Shares of Perma-Pipe International Holdings, Inc. (PPIH) have risen 13% since the earnings report for the quarter ending October 31, 2024, significantly outpacing the S&P 500 index, which grew by just 1.1% in the same period. Over the past month, PPIH’s stock gained 5.8%, compared to a 1.3% increase for the broader market.

Strong Earnings Despite Sales Dip

In the third quarter of fiscal 2024, Perma-Pipe reported earnings per share of 31 cents, a rise from 24 cents in the same quarter last year. However, net sales decreased to $41.6 million, down 9% from $45.7 million a year earlier, influenced by the timing of project execution.

Improved Profit Margins

Despite the decline in sales, gross profit improved to $14.1 million from $13.2 million last year. Gross margins also rose from 29% to 34%, a testament to a more favorable product mix. Net income attributable to common stockholders increased to $2.5 million from $1.9 million in the previous year.
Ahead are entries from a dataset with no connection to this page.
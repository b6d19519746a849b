//! Recipe API handlers.
//!
//! Reads are public; writes require a session. Updates send the complete
//! ingredient list: rows carrying a known `id` are updated, rows without one
//! are inserted, and persisted rows missing from the list are deleted.

use actix_web::{HttpResponse, delete, get, post, put, web};
use serde::{Deserialize, Serialize};

use crate::domain::{IngredientDraft, Page, Recipe, RecipeDraft};
use crate::inbound::http::ApiResult;
use crate::inbound::http::schemas::{ErrorSchema, RecipePageSchema, RecipeSchema};
use crate::inbound::http::session::{AuthenticatedUser, RequireSession};
use crate::inbound::http::state::HttpState;
use crate::inbound::http::validation::{PageQuery, recipe_id_from_path, recipe_validation_error};

/// Ingredient row in a recipe submission.
#[derive(Debug, Deserialize, Serialize, utoipa::ToSchema)]
pub struct IngredientPayload {
    /// Persisted id; omit for new rows.
    #[serde(default)]
    pub id: Option<i64>,
    pub name: String,
    #[serde(default)]
    pub quantity: String,
}

/// Body of `POST /api/v1/recipes` and `PUT /api/v1/recipes/{id}`.
#[derive(Debug, Deserialize, Serialize, utoipa::ToSchema)]
pub struct RecipePayload {
    pub title: String,
    #[serde(default)]
    pub description: String,
    #[serde(default)]
    pub ingredients: Vec<IngredientPayload>,
}

impl TryFrom<RecipePayload> for RecipeDraft {
    type Error = crate::domain::Error;

    fn try_from(payload: RecipePayload) -> Result<Self, Self::Error> {
        let ingredients = payload
            .ingredients
            .into_iter()
            .map(|row| IngredientDraft::new(row.id, row.name, row.quantity))
            .collect();
        RecipeDraft::new(payload.title, payload.description, ingredients)
            .map_err(recipe_validation_error)
    }
}

/// List recipes with their ingredients.
#[utoipa::path(
    get,
    path = "/api/v1/recipes",
    params(PageQuery),
    responses(
        (status = 200, description = "Page of recipes", body = RecipePageSchema),
        (status = 500, description = "Internal server error", body = ErrorSchema)
    ),
    tags = ["recipes"],
    operation_id = "listRecipes",
    security([])
)]
#[get("/recipes")]
pub async fn list_recipes(
    state: web::Data<HttpState>,
    query: web::Query<PageQuery>,
) -> ApiResult<web::Json<Page<Recipe>>> {
    let page = state.recipes.list_recipes(query.to_request()).await?;
    Ok(web::Json(page))
}

/// Fetch one recipe.
#[utoipa::path(
    get,
    path = "/api/v1/recipes/{id}",
    params(("id" = i64, Path, description = "Recipe identifier")),
    responses(
        (status = 200, description = "Recipe", body = RecipeSchema),
        (status = 404, description = "Not found", body = ErrorSchema),
        (status = 500, description = "Internal server error", body = ErrorSchema)
    ),
    tags = ["recipes"],
    operation_id = "getRecipe",
    security([])
)]
#[get("/recipes/{id}")]
pub async fn get_recipe(
    state: web::Data<HttpState>,
    path: web::Path<i64>,
) -> ApiResult<web::Json<Recipe>> {
    let id = recipe_id_from_path(path.into_inner())?;
    let recipe = state.recipes.get_recipe(id).await?;
    Ok(web::Json(recipe))
}

/// Store a new recipe. Submitted ingredient ids are ignored.
#[utoipa::path(
    post,
    path = "/api/v1/recipes",
    request_body = RecipePayload,
    responses(
        (status = 201, description = "Created recipe", body = RecipeSchema),
        (status = 400, description = "Invalid request", body = ErrorSchema),
        (status = 401, description = "Unauthorised", body = ErrorSchema),
        (status = 500, description = "Internal server error", body = ErrorSchema)
    ),
    tags = ["recipes"],
    operation_id = "createRecipe"
)]
#[post("/recipes", wrap = "RequireSession")]
pub async fn create_recipe(
    state: web::Data<HttpState>,
    _caller: AuthenticatedUser,
    payload: web::Json<RecipePayload>,
) -> ApiResult<HttpResponse> {
    let draft = RecipeDraft::try_from(payload.into_inner())?;
    let recipe = state.recipes_command.create_recipe(draft).await?;
    Ok(HttpResponse::Created().json(recipe))
}

/// Replace a recipe and reconcile its ingredients.
#[utoipa::path(
    put,
    path = "/api/v1/recipes/{id}",
    params(("id" = i64, Path, description = "Recipe identifier")),
    request_body = RecipePayload,
    responses(
        (status = 200, description = "Updated recipe", body = RecipeSchema),
        (status = 400, description = "Invalid request", body = ErrorSchema),
        (status = 401, description = "Unauthorised", body = ErrorSchema),
        (status = 404, description = "Not found", body = ErrorSchema),
        (status = 500, description = "Internal server error", body = ErrorSchema)
    ),
    tags = ["recipes"],
    operation_id = "updateRecipe"
)]
#[put("/recipes/{id}", wrap = "RequireSession")]
pub async fn update_recipe(
    state: web::Data<HttpState>,
    _caller: AuthenticatedUser,
    path: web::Path<i64>,
    payload: web::Json<RecipePayload>,
) -> ApiResult<web::Json<Recipe>> {
    let id = recipe_id_from_path(path.into_inner())?;
    let draft = RecipeDraft::try_from(payload.into_inner())?;
    let recipe = state.recipes_command.update_recipe(id, draft).await?;
    Ok(web::Json(recipe))
}

/// Delete a recipe with its ingredients.
#[utoipa::path(
    delete,
    path = "/api/v1/recipes/{id}",
    params(("id" = i64, Path, description = "Recipe identifier")),
    responses(
        (status = 204, description = "Deleted"),
        (status = 401, description = "Unauthorised", body = ErrorSchema),
        (status = 404, description = "Not found", body = ErrorSchema),
        (status = 500, description = "Internal server error", body = ErrorSchema)
    ),
    tags = ["recipes"],
    operation_id = "deleteRecipe"
)]
#[delete("/recipes/{id}", wrap = "RequireSession")]
pub async fn delete_recipe(
    state: web::Data<HttpState>,
    _caller: AuthenticatedUser,
    path: web::Path<i64>,
) -> ApiResult<HttpResponse> {
    let id = recipe_id_from_path(path.into_inner())?;
    state.recipes_command.delete_recipe(id).await?;
    Ok(HttpResponse::NoContent().finish())
}

#[cfg(test)]
mod tests {
    use super::*;
    use crate::inbound::http::test_utils::{TestContext, test_context};
    use actix_web::http::StatusCode;
    use actix_web::test as actix_test;
    use rstest::rstest;
    use serde_json::{Value, json};

    async fn send(context: &TestContext, request: actix_test::TestRequest) -> (StatusCode, Value) {
        let app = actix_test::init_service(context.app()).await;
        let response = actix_test::call_service(&app, request.to_request()).await;
        let status = response.status();
        let body = actix_test::read_body(response).await;
        let value = if body.is_empty() {
            Value::Null
        } else {
            serde_json::from_slice(&body).expect("json body")
        };
        (status, value)
    }

    async fn create(context: &TestContext, payload: Value) -> Value {
        let request = actix_test::TestRequest::post()
            .uri("/api/v1/recipes")
            .insert_header(context.bearer_for(&context.cook))
            .set_json(payload);
        let (status, body) = send(context, request).await;
        assert_eq!(status, StatusCode::CREATED);
        body
    }

    fn ingredient_names(recipe: &Value) -> Vec<String> {
        let mut names: Vec<String> = recipe["ingredients"]
            .as_array()
            .expect("ingredients")
            .iter()
            .filter_map(|row| row["name"].as_str().map(str::to_owned))
            .collect();
        names.sort();
        names
    }

    #[rstest]
    #[actix_web::test]
    async fn create_assigns_ids(#[future] test_context: TestContext) {
        let context = test_context.await;

        let body = create(
            &context,
            json!({
                "title": "Pancakes",
                "description": "Mix and fry.",
                "ingredients": [
                    {"id": 42, "name": "flour", "quantity": "200 g"},
                    {"name": "milk", "quantity": "300 ml"}
                ]
            }),
        )
        .await;

        assert!(body["id"].as_i64().is_some_and(|id| id > 0));
        let ids: Vec<i64> = body["ingredients"]
            .as_array()
            .expect("ingredients")
            .iter()
            .filter_map(|row| row["id"].as_i64())
            .collect();
        assert_eq!(ids.len(), 2);
        assert!(!ids.contains(&42));
    }

    #[rstest]
    #[actix_web::test]
    async fn reads_are_public(#[future] test_context: TestContext) {
        let context = test_context.await;
        let created = create(&context, json!({"title": "Tea"})).await;
        let uri = format!("/api/v1/recipes/{}", created["id"]);

        let (status, body) = send(&context, actix_test::TestRequest::get().uri(&uri)).await;
        assert_eq!(status, StatusCode::OK);
        assert_eq!(body["title"], "Tea");
        assert_eq!(body["description"], "");

        let (status, body) =
            send(&context, actix_test::TestRequest::get().uri("/api/v1/recipes")).await;
        assert_eq!(status, StatusCode::OK);
        assert_eq!(body["page"], 1);
        assert_eq!(body["limit"], 25);
        assert_eq!(body["list"].as_array().map(Vec::len), Some(1));
    }

    #[rstest]
    #[case(actix_test::TestRequest::post().uri("/api/v1/recipes"))]
    #[case(actix_test::TestRequest::put().uri("/api/v1/recipes/1"))]
    #[case(actix_test::TestRequest::delete().uri("/api/v1/recipes/1"))]
    #[actix_web::test]
    async fn writes_require_a_session(
        #[future] test_context: TestContext,
        #[case] request: actix_test::TestRequest,
    ) {
        let context = test_context.await;
        let (status, _) = send(&context, request.set_json(json!({"title": "Tea"}))).await;
        assert_eq!(status, StatusCode::UNAUTHORIZED);
    }

    #[rstest]
    #[actix_web::test]
    async fn update_reconciles_ingredients(#[future] test_context: TestContext) {
        let context = test_context.await;
        let created = create(
            &context,
            json!({
                "title": "Seasoning",
                "ingredients": [
                    {"name": "salt", "quantity": "1 tsp"},
                    {"name": "pepper", "quantity": "1 tsp"}
                ]
            }),
        )
        .await;
        let pepper_id = created["ingredients"]
            .as_array()
            .expect("ingredients")
            .iter()
            .find(|row| row["name"] == "pepper")
            .and_then(|row| row["id"].as_i64())
            .expect("pepper id");
        let uri = format!("/api/v1/recipes/{}", created["id"]);

        let request = actix_test::TestRequest::put()
            .uri(&uri)
            .insert_header(context.bearer_for(&context.cook))
            .set_json(json!({
                "title": "Seasoning",
                "ingredients": [
                    {"id": pepper_id, "name": "pepper, ground", "quantity": "1 tsp"},
                    {"name": "sugar", "quantity": "1 tsp"}
                ]
            }));
        let (status, updated) = send(&context, request).await;

        assert_eq!(status, StatusCode::OK);
        assert_eq!(ingredient_names(&updated), vec!["pepper, ground", "sugar"]);
        let kept = updated["ingredients"]
            .as_array()
            .expect("ingredients")
            .iter()
            .find(|row| row["name"] == "pepper, ground")
            .and_then(|row| row["id"].as_i64());
        assert_eq!(kept, Some(pepper_id));

        let (_, fetched) = send(&context, actix_test::TestRequest::get().uri(&uri)).await;
        assert_eq!(ingredient_names(&fetched), vec!["pepper, ground", "sugar"]);
    }

    #[rstest]
    #[actix_web::test]
    async fn foreign_ingredient_ids_are_inserted_as_new(#[future] test_context: TestContext) {
        let context = test_context.await;
        let first = create(
            &context,
            json!({"title": "A", "ingredients": [{"name": "egg", "quantity": "1"}]}),
        )
        .await;
        let second = create(&context, json!({"title": "B"})).await;
        let foreign_id = first["ingredients"][0]["id"].as_i64().expect("egg id");

        let request = actix_test::TestRequest::put()
            .uri(&format!("/api/v1/recipes/{}", second["id"]))
            .insert_header(context.bearer_for(&context.cook))
            .set_json(json!({
                "title": "B",
                "ingredients": [{"id": foreign_id, "name": "stolen egg", "quantity": "1"}]
            }));
        let (status, updated) = send(&context, request).await;

        assert_eq!(status, StatusCode::OK);
        assert_ne!(updated["ingredients"][0]["id"].as_i64(), Some(foreign_id));
        let (_, original) = send(
            &context,
            actix_test::TestRequest::get().uri(&format!("/api/v1/recipes/{}", first["id"])),
        )
        .await;
        assert_eq!(original["ingredients"][0]["name"], "egg");
    }

    #[rstest]
    #[case(json!({"title": "   "}), "title")]
    #[case(json!({"title": "Soup", "ingredients": [{"name": ""}]}), "ingredients[0].name")]
    #[actix_web::test]
    async fn invalid_submissions_are_rejected(
        #[future] test_context: TestContext,
        #[case] payload: Value,
        #[case] field: &str,
    ) {
        let context = test_context.await;
        let request = actix_test::TestRequest::post()
            .uri("/api/v1/recipes")
            .insert_header(context.bearer_for(&context.cook))
            .set_json(payload);

        let (status, body) = send(&context, request).await;

        assert_eq!(status, StatusCode::BAD_REQUEST);
        assert_eq!(body["details"]["field"], field);
    }

    #[rstest]
    #[actix_web::test]
    async fn delete_then_missing(#[future] test_context: TestContext) {
        let context = test_context.await;
        let created = create(&context, json!({"title": "Toast"})).await;
        let uri = format!("/api/v1/recipes/{}", created["id"]);

        let delete = || {
            actix_test::TestRequest::delete()
                .uri(&uri)
                .insert_header(context.bearer_for(&context.cook))
        };
        let (status, _) = send(&context, delete()).await;
        assert_eq!(status, StatusCode::NO_CONTENT);
        let (status, _) = send(&context, delete()).await;
        assert_eq!(status, StatusCode::NOT_FOUND);
        let (status, _) = send(&context, actix_test::TestRequest::get().uri(&uri)).await;
        assert_eq!(status, StatusCode::NOT_FOUND);
    }

    #[rstest]
    #[case("/api/v1/recipes/999")]
    #[case("/api/v1/recipes/-1")]
    #[case("/api/v1/recipes/soup")]
    #[actix_web::test]
    async fn unknown_recipes_are_not_found(#[future] test_context: TestContext, #[case] uri: &str) {
        let context = test_context.await;
        let (status, _) = send(&context, actix_test::TestRequest::get().uri(uri)).await;
        assert_eq!(status, StatusCode::NOT_FOUND);
    }
}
Backlog Growth Signals Opportunity

As of October 31, 2024, the company’s backlog reached $114.2 million, a significant increase from $68.5 million at the end of January 2024. This marks the highest backlog since the company rebranded from MFRI to Perma-Pipe in 2017, equivalent to roughly nine months of revenue based on historical performance.

Expenses in Focus

General and administrative expenses surged by 28% year over year to $7.3 million, largely due to higher payroll and professional fees. Conversely, selling expenses fell by 20% to $1.2 million, reflecting a reduction in payroll costs. Net interest expenses stabilized, while other expenses dropped by $0.4 million, aided by favorable foreign currency changes.

Leadership Insights

CEO David Mansfield praised the significant backlog growth, stating it strengthens the company’s prospects heading into fiscal 2025. He credited the solid financial performance to improved project execution and growing infrastructure activities, particularly in Saudi Arabia, India, and the UAE. Mansfield noted that the uptick in backlog and share prices illustrates the company’s capability to seize growth opportunities in regional infrastructure spending.

Key Factors for Success

The favorable product mix has enhanced gross margins, despite the sales decline. Increased operational activity in the Middle East and effective cost management, including reduced selling expenses, have also played vital roles in boosting financial outcomes.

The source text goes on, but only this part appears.